“What’s your line
Tell me why you wear your cross of gold
State of mind
Or does it find a way into your soul.”
Michael W. Smith – “Cross of Gold”
I have a cross…not of gold but of silver. Sometimes I sense it talking to me. Telling me seemingly factual or mundane things. Details that I take for granted but when it speaks it comes alive.
“I live on a silver chain around your neck. My ‘loop’ is part of me not like most crosses, of gold or silver, where the ‘loop’ is an add on. It allows me to hang loose, slightly askew, go with the flow. Gives me a cheerful almost impish look. I severely dislike the uptight look. I’m not perfect. My ends are slanted and at slightly different angles. There’s nothing ‘dainty’ about me. I’m broader than most and slightly bowed giving me a kind of mature feeling. I glow! Although I do have one corner that’s tarnished and black.”
I looked down, expecting it to smile or wink but instead I sensed it asking,
“Why do you wear me?”
The question surprised me. I was quick to answer,
“I wear you because…”
Not having a ready answer was embarrassing but took me on a journey of soul searching.
It was a gift. A gift from my husband on February 23, 1997. One year free from drugs. What a celebration!
“A virtuous reason,” I thought.
It almost seemed to mock me,
“Is that all I mean to you, an accomplishment?”
Accomplishments come and go and some are soon forgotten, I reflected.
“It must mean more than that. Maybe it’s more of a reminder of where I came from?”

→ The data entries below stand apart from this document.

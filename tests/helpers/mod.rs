#![allow(dead_code)]

use gitshell::{CommandResult, GitClient, ShellExecutor};
use std::collections::VecDeque;
use std::fs;
use std::path::{Path, PathBuf};
use std::process::Command;
use tempfile::TempDir;

fn git(repo_path: &Path, args: &[&str]) {
    let output = Command::new("git")
        .args(args)
        .current_dir(repo_path)
        .output()
        .expect("Failed to run git");
    assert!(
        output.status.success(),
        "git {:?} failed: {}",
        args,
        String::from_utf8_lossy(&output.stderr)
    );
}

/// Helper to create a test git repository whose unborn branch is `main`
pub fn create_test_repo() -> (TempDir, PathBuf) {
    let temp_dir = TempDir::new().unwrap();
    let repo_path = temp_dir.path().to_path_buf();

    git(&repo_path, &["init", "-q"]);
    git(&repo_path, &["symbolic-ref", "HEAD", "refs/heads/main"]);
    git(&repo_path, &["config", "user.name", "Test User"]);
    git(&repo_path, &["config", "user.email", "test@example.com"]);
    git(&repo_path, &["config", "commit.gpgsign", "false"]);

    (temp_dir, repo_path)
}

/// Helper to create a commit
pub fn create_commit(repo_path: &Path, file: &str, content: &str, message: &str) {
    fs::write(repo_path.join(file), content).expect("Failed to write file");
    git(repo_path, &["add", file]);
    git(repo_path, &["commit", "-q", "-m", message]);
}

/// Helper to create a commit with fixed author and committer dates, given in
/// git's internal `<unix seconds> <offset>` form
pub fn create_commit_at(repo_path: &Path, file: &str, content: &str, message: &str, date: &str) {
    fs::write(repo_path.join(file), content).expect("Failed to write file");
    git(repo_path, &["add", file]);

    let output = Command::new("git")
        .args(["commit", "-q", "-m", message])
        .env("GIT_AUTHOR_DATE", date)
        .env("GIT_COMMITTER_DATE", date)
        .current_dir(repo_path)
        .output()
        .expect("Failed to commit");
    assert!(output.status.success());
}

pub fn run_git(repo_path: &Path, args: &[&str]) {
    git(repo_path, args);
}

/// Client for a real repository, using `git` from PATH
pub fn real_client(repo_path: &Path) -> GitClient {
    GitClient::open(repo_path).with_git_command("git")
}

/// Shell double that records command lines and replays canned results
#[derive(Debug, Default)]
pub struct ScriptedShell {
    pub commands: Vec<String>,
    pub directories: Vec<PathBuf>,
    responses: VecDeque<CommandResult>,
    last: Option<CommandResult>,
}

impl ScriptedShell {
    pub fn new() -> Self {
        Self::default()
    }

    /// Queue a result with the given exit code and stdout lines
    pub fn respond(self, exit_code: i32, stdout: &[&str]) -> Self {
        self.respond_with_stderr(exit_code, stdout, &[])
    }

    pub fn respond_with_stderr(mut self, exit_code: i32, stdout: &[&str], stderr: &[&str]) -> Self {
        self.responses.push_back(CommandResult::new(
            exit_code,
            stdout.iter().map(|s| s.to_string()).collect(),
            stderr.iter().map(|s| s.to_string()).collect(),
        ));
        self
    }
}

impl ShellExecutor for ScriptedShell {
    fn cd(&mut self, path: &Path) -> bool {
        self.directories.push(path.to_path_buf());
        path.is_absolute()
    }

    fn exec(&mut self, command_line: &str) -> gitshell::Result<CommandResult> {
        self.commands.push(command_line.to_string());
        let result = self.responses.pop_front().unwrap_or_default();
        self.last = Some(result.clone());
        Ok(result)
    }

    fn last_result(&self) -> Option<&CommandResult> {
        self.last.as_ref()
    }
}

pub fn scripted_client(shell: ScriptedShell) -> GitClient<ScriptedShell> {
    GitClient::with_shell(shell).with_git_command("git")
}
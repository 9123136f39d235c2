use serde::{Deserialize, Serialize};

/// Marker preceding the branch name on the first line of `git status`
pub const BRANCH_MARKER: &str = "On branch ";

/// Marker preceding the author date in `git log` output
pub const DATE_MARKER: &str = "Date:   ";

/// Line of `git log -n 1` expected to carry the date
const DATE_LINE_INDEX: usize = 3;

/// Extract the current branch from `git status` output
pub fn parse_current_branch<S: AsRef<str>>(status: &[S]) -> Option<String> {
    let first = status.first()?.as_ref();
    text_after(first, BRANCH_MARKER).map(str::to_string)
}

/// Locate the raw date text of the newest commit in `git log -n 1` output.
///
/// The date is read from the fourth line. When that line carries no date,
/// the commit header (everything before the first blank line) is searched
/// instead, which is where plain non-merge commits print it. Output shorter
/// than four lines never has a date, even when its header carries one.
pub fn parse_last_commit_date<S: AsRef<str>>(log: &[S]) -> Option<&str> {
    let expected = log.get(DATE_LINE_INDEX)?.as_ref();
    if let Some(date) = text_after(expected, DATE_MARKER) {
        return Some(date);
    }

    log.iter()
        .map(|line| line.as_ref())
        .take_while(|line| !line.trim().is_empty())
        .find_map(|line| text_after(line, DATE_MARKER))
}

/// Parse `git diff --name-status` output.
///
/// Lines with an unrecognised status code or no path are skipped.
pub fn parse_diff_name_status<S: AsRef<str>>(lines: &[S]) -> DiffFileList {
    let mut list = DiffFileList::default();

    for line in lines {
        let mut fields = line.as_ref().split('\t');
        let (Some(code), Some(path)) = (fields.next(), fields.next()) else {
            continue;
        };

        if let Some(kind) = ChangeKind::from_code(code) {
            list.push(kind, path);
        }
    }

    list
}

/// Text following the first occurrence of `marker` in `line`
fn text_after<'a>(line: &'a str, marker: &str) -> Option<&'a str> {
    line.find(marker).map(|pos| &line[pos + marker.len()..])
}

/// How a file changed between two revisions
#[derive(Debug, Clone, Copy, PartialEq, Eq)]
pub enum ChangeKind {
    Added,
    Modified,
    Removed,
}

impl ChangeKind {
    /// Classify a single-letter name-status code, ignoring case
    pub fn from_code(code: &str) -> Option<Self> {
        match code {
            "A" | "a" => Some(ChangeKind::Added),
            "M" | "m" => Some(ChangeKind::Modified),
            "D" | "d" => Some(ChangeKind::Removed),
            _ => None,
        }
    }
}

/// Files changed between two revisions, grouped by kind of change
///
/// Each bucket keeps the order git reported the paths in.
#[derive(Debug, Clone, Default, PartialEq, Eq, Serialize, Deserialize)]
pub struct DiffFileList {
    #[serde(rename = "new")]
    pub added: Vec<String>,
    #[serde(rename = "modify")]
    pub modified: Vec<String>,
    #[serde(rename = "remove")]
    pub removed: Vec<String>,
}

impl DiffFileList {
    pub fn push(&mut self, kind: ChangeKind, path: &str) {
        let bucket = match kind {
            ChangeKind::Added => &mut self.added,
            ChangeKind::Modified => &mut self.modified,
            ChangeKind::Removed => &mut self.removed,
        };
        bucket.push(path.to_string());
    }

    pub fn paths(&self, kind: ChangeKind) -> &[String] {
        match kind {
            ChangeKind::Added => &self.added,
            ChangeKind::Modified => &self.modified,
            ChangeKind::Removed => &self.removed,
        }
    }

    pub fn len(&self) -> usize {
        self.added.len() + self.modified.len() + self.removed.len()
    }

    pub fn is_empty(&self) -> bool {
        self.len() == 0
    }
}
//! CLI argument definitions.

use std::path::PathBuf;

use clap::{Args, Parser, Subcommand, ValueEnum};
use clap_verbosity_flag::{Verbosity, WarnLevel};
use colorchoice_clap::Color;

use roster_cli::config::{ImportSettings, parse_min_confidence};
use roster_map::CatalogProfile;

#[derive(Parser)]
#[command(
    name = "roster",
    version,
    about = "Roster import - map spreadsheet columns and reconcile students and guardians",
    long_about = "Import student rosters from CSV, TSV, XLSX, XLS or ODS files.\n\n\
                  Columns are matched to roster fields automatically; the proposed\n\
                  mapping can be saved, reviewed and passed back to `commit`.\n\
                  Rows are committed one by one, and failed rows are reported\n\
                  without stopping the import."
)]
pub struct Cli {
    #[command(subcommand)]
    pub command: Command,

    /// Adjust log verbosity (-v for info, -vv for debug, -q for errors only).
    #[command(flatten)]
    pub verbosity: Verbosity<WarnLevel>,

    /// Control ANSI color output (auto, always, never).
    #[command(flatten)]
    pub color: Color,

    /// Explicit log level (overrides -v/-q flags).
    #[arg(long = "log-level", value_enum, global = true)]
    pub log_level: Option<LogLevelArg>,

    /// Log output format (pretty for human, json for machine parsing).
    #[arg(
        long = "log-format",
        value_enum,
        default_value = "pretty",
        global = true
    )]
    pub log_format: LogFormatArg,

    /// Write logs to a file instead of stderr.
    #[arg(long = "log-file", value_name = "PATH", global = true)]
    pub log_file: Option<PathBuf>,

    /// Allow student names and contact details in trace logs.
    #[arg(long = "log-data", global = true)]
    pub log_data: bool,

    /// Settings file (TOML) with [mapping], [ingest] and [commit] sections.
    #[arg(long = "config", value_name = "PATH", global = true)]
    pub config: Option<PathBuf>,
}

#[derive(Subcommand)]
pub enum Command {
    /// List the roster fields a column can be mapped to.
    Fields(FieldsArgs),

    /// Show the detected header row and the first rows of a file.
    Inspect(InspectArgs),

    /// Propose a column mapping for a file.
    Propose(ProposeArgs),

    /// Import a file into the roster database.
    Commit(CommitArgs),
}

#[derive(Args)]
pub struct FieldsArgs {
    /// Catalog subset to list.
    #[arg(long = "profile", value_enum)]
    pub profile: Option<ProfileArg>,
}

#[derive(Args)]
pub struct InspectArgs {
    /// Roster file to read.
    #[arg(value_name = "FILE")]
    pub file: PathBuf,

    /// Number of data rows to show.
    #[arg(long = "rows", default_value_t = 5)]
    pub rows: usize,
}

/// Mapping flags shared by `propose` and `commit`.
#[derive(Args)]
pub struct MappingArgs {
    /// Catalog subset to map against.
    #[arg(long = "profile", value_enum)]
    pub profile: Option<ProfileArg>,

    /// Minimum confidence (0-1) for an automatic assignment.
    #[arg(long = "min-confidence", value_name = "SCORE", value_parser = parse_min_confidence)]
    pub min_confidence: Option<f32>,
}

impl MappingArgs {
    pub fn apply(&self, settings: &mut ImportSettings) {
        if let Some(profile) = self.profile {
            settings.mapping.profile = profile.into();
        }
        if let Some(min_confidence) = self.min_confidence {
            settings.mapping.min_confidence = min_confidence;
        }
    }
}

#[derive(Args)]
pub struct ProposeArgs {
    /// Roster file to map.
    #[arg(value_name = "FILE")]
    pub file: PathBuf,

    /// Write the proposed mapping to this JSON file for review.
    #[arg(long = "output", short = 'o', value_name = "PATH")]
    pub output: Option<PathBuf>,

    /// Print the full proposal (scores, samples, warnings) as JSON.
    #[arg(long = "json")]
    pub json: bool,

    #[command(flatten)]
    pub mapping: MappingArgs,
}

#[derive(Args)]
pub struct CommitArgs {
    /// Roster file to import.
    #[arg(value_name = "FILE")]
    pub file: PathBuf,

    /// Tenant that owns the imported records.
    #[arg(long = "tenant", value_name = "ID")]
    pub tenant: String,

    /// Reviewed mapping file (from `propose --output`). Without it the
    /// proposal is used as-is.
    #[arg(long = "mapping", value_name = "PATH")]
    pub mapping_file: Option<PathBuf>,

    /// Create classrooms that do not exist yet.
    #[arg(long = "create-classes")]
    pub create_classes: bool,

    /// SQLite database file.
    #[arg(long = "database", value_name = "PATH")]
    pub database: Option<PathBuf>,

    /// Print the import report as JSON.
    #[arg(long = "json")]
    pub json: bool,

    #[command(flatten)]
    pub mapping: MappingArgs,
}

impl CommitArgs {
    pub fn apply(&self, settings: &mut ImportSettings) {
        self.mapping.apply(settings);
        if self.create_classes {
            settings.commit.create_classes = true;
        }
        if let Some(database) = &self.database {
            settings.commit.database.clone_from(database);
        }
    }
}

/// CLI catalog profile choices.
#[derive(Clone, Copy, ValueEnum)]
pub enum ProfileArg {
    Full,
    Web,
}

impl From<ProfileArg> for CatalogProfile {
    fn from(value: ProfileArg) -> Self {
        match value {
            ProfileArg::Full => CatalogProfile::Full,
            ProfileArg::Web => CatalogProfile::Web,
        }
    }
}

/// CLI log level choices.
#[derive(Clone, Copy, ValueEnum)]
pub enum LogLevelArg {
    Error,
    Warn,
    Info,
    Debug,
    Trace,
}

/// CLI log format choices.
#[derive(Clone, Copy, ValueEnum)]
pub enum LogFormatArg {
    Pretty,
    Compact,
    Json,
}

Then I remembered a seemingly insignificant event. I have a son, Andrew James. He died the same day he was born. I was angry, resentful and full of grief. Instead of working through it I pushed my feelings down deep inside and with it the date of his birth. Once in a while I would think,
“what a horrible mother, I can’t even remember his birthday?”
I would beat myself up at little and push it back down. A few months after I came home from an intensive six weeks in a treatment center I found a newspaper clipping.
“Birth announcement. Andrew James born and died February 23.”
I wept with joy and thanked God for his amazing gift of love and forgiveness. What a celebration!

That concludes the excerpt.